Gov. Paul LePage says he will once again push for welfare reform, even though most of his proposals to change the system were defeated last year.

LePage said he plans to introduce a measure Monday that would ban those getting benefits from the Temporary Assistance for Needy Families program from buying alcohol, tobacco and lottery tickets with money from the program or to use the money to post bail. He also wants to prohibit using TANF cards out of state, require most TANF recipients to apply for three jobs before getting welfare benefits and strengthen penalties for those abusing the system.

LePage pushed similar reform measures last year and the state Senate, controlled at the time by Democrats, passed a watered-down version of his reform package.

However, most of LePage’s proposals were defeated after partisan bickering in the state House of Representatives, which was controlled by Democrats. Democrats continue to have a majority in the Maine House, although by a narrower margin, and Republicans now control the state Senate.

LePage sought last year to restrict the items that TANF beneficiaries can buy, but Democrats said the measure was unenforceable because recipients can get their benefits in cash and then buy the items anyway. LePage’s administration admitted enforcement would be a problem but said changing the law would deter misuse.

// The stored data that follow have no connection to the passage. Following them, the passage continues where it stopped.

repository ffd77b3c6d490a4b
pub mod prompts;
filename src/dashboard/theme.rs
// Catppuccin palettes: Mocha for the dark variant, Latte for the light one.

use ratatui::style::{Color, Modifier, Style};
use serde::{Deserialize, Serialize};

#[derive(Debug, Clone, Copy, PartialEq, Eq, Default, Serialize, Deserialize)]
#[serde(rename_all = "lowercase")]
pub enum ThemeVariant {
    #[default]
    Dark,
    Light,
}

impl ThemeVariant {
    pub fn toggled(self) -> Self {
        match self {
            Self::Dark => Self::Light,
            Self::Light => Self::Dark,
        }
    }

    pub fn label(self) -> &'static str {
        match self {
            Self::Dark => "dark",
            Self::Light => "light",
        }
    }
}

#[derive(Debug, Clone)]
pub struct Theme {
    pub variant: ThemeVariant,
    pub pink: Color,
    pub mauve: Color,
    pub red: Color,
    pub peach: Color,
    pub yellow: Color,
    pub green: Color,
    pub teal: Color,
    pub sky: Color,
    pub blue: Color,
    pub lavender: Color,
    pub text: Color,
    pub subtext0: Color,
    pub overlay0: Color,
    pub surface1: Color,
    pub surface0: Color,
    pub base: Color,
    pub mantle: Color,
}

impl Theme {
    pub fn new(variant: ThemeVariant) -> Self {
        match variant {
            ThemeVariant::Dark => Self::mocha(),
            ThemeVariant::Light => Self::latte(),
        }
    }

    fn mocha() -> Self {
        Self {
            variant: ThemeVariant::Dark,
            pink: Color::Rgb(0xf5, 0xc2, 0xe7),
            mauve: Color::Rgb(0xcb, 0xa6, 0xf7),
            red: Color::Rgb(0xf3, 0x8b, 0xa8),
            peach: Color::Rgb(0xfa, 0xb3, 0x87),
            yellow: Color::Rgb(0xf9, 0xe2, 0xaf),
            green: Color::Rgb(0xa6, 0xe3, 0xa1),
            teal: Color::Rgb(0x94, 0xe2, 0xd5),
            sky: Color::Rgb(0x89, 0xdc, 0xeb),
            blue: Color::Rgb(0x89, 0xb4, 0xfa),
            lavender: Color::Rgb(0xb4, 0xbe, 0xfe),
            text: Color::Rgb(0xcd, 0xd6, 0xf4),
            subtext0: Color::Rgb(0xa6, 0xad, 0xc8),
            overlay0: Color::Rgb(0x6c, 0x70, 0x86),
            surface1: Color::Rgb(0x45, 0x47, 0x5a),
            surface0: Color::Rgb(0x31, 0x32, 0x44),
            base: Color::Rgb(0x1e, 0x1e, 0x2e),
            mantle: Color::Rgb(0x18, 0x18, 0x25),
        }
    }

    fn latte() -> Self {
        Self {
            variant: ThemeVariant::Light,
            pink: Color::Rgb(0xea, 0x76, 0xcb),
            mauve: Color::Rgb(0x88, 0x39, 0xef),
            red: Color::Rgb(0xd2, 0x0f, 0x39),
            peach: Color::Rgb(0xfe, 0x64, 0x0b),
            yellow: Color::Rgb(0xdf, 0x8e, 0x1d),
            green: Color::Rgb(0x40, 0xa0, 0x2b),
            teal: Color::Rgb(0x17, 0x92, 0x99),
            sky: Color::Rgb(0x04, 0xa5, 0xe5),
            blue: Color::Rgb(0x1e, 0x66, 0xf5),
            lavender: Color::Rgb(0x72, 0x87, 0xfd),
            text: Color::Rgb(0x4c, 0x4f, 0x69),
            subtext0: Color::Rgb(0x6c, 0x6f, 0x85),
            overlay0: Color::Rgb(0x9c, 0xa0, 0xb0),
            surface1: Color::Rgb(0xbc, 0xc0, 0xcc),
            surface0: Color::Rgb(0xcc, 0xd0, 0xda),
            base: Color::Rgb(0xef, 0xf1, 0xf5),
            mantle: Color::Rgb(0xe6, 0xe9, 0xef),
        }
    }

    pub fn background_style(&self) -> Style {
        Style::default().bg(self.base).fg(self.text)
    }

    pub fn tile_border_style(&self) -> Style {
        Style::default().fg(self.surface1)
    }

    // Focus ring for the region under the navigator cursor
    pub fn focus_border_style(&self) -> Style {
        Style::default().fg(self.lavender).add_modifier(Modifier::BOLD)
    }

    pub fn disabled_style(&self) -> Style {
        Style::default().fg(self.overlay0).add_modifier(Modifier::DIM)
    }

    pub fn muted_style(&self) -> Style {
        Style::default().fg(self.subtext0)
    }

    pub fn status_style(&self) -> Style {
        Style::default().bg(self.mantle).fg(self.teal)
    }

    pub fn live_style(&self) -> Style {
        Style::default().fg(self.red).add_modifier(Modifier::BOLD)
    }
}

impl Default for Theme {
    fn default() -> Self {
        Self::new(ThemeVariant::default())
    }
}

The House also rejected his proposals to bar use the of electronic benefit cards out of state and require three job applications before recipients get benefits. Current law requires recipients to show they’re looking for work to continue getting benefits.


The Legislature last year did agree to bar the use of electronic benefit cards at smoke shops. Card use was already barred at liquor stores and casinos.

LePage vowed to again seek to reform welfare this year and made it the first policy he mentioned in his inauguration speech.

“Welfare reform is very, very dear to my heart,” he said, adding that he wanted a plan to transition people from welfare to employment and change income thresholds that some say make it worthwhile to continue receiving benefits.

But LePage’s tax overhaul plan, which calls for expanding sales taxes to pave the way for lower income taxes, has overshadowed his other priorities.

LePage said his reform package this year contains other provisions, which will be revealed when he introduces his bill Monday.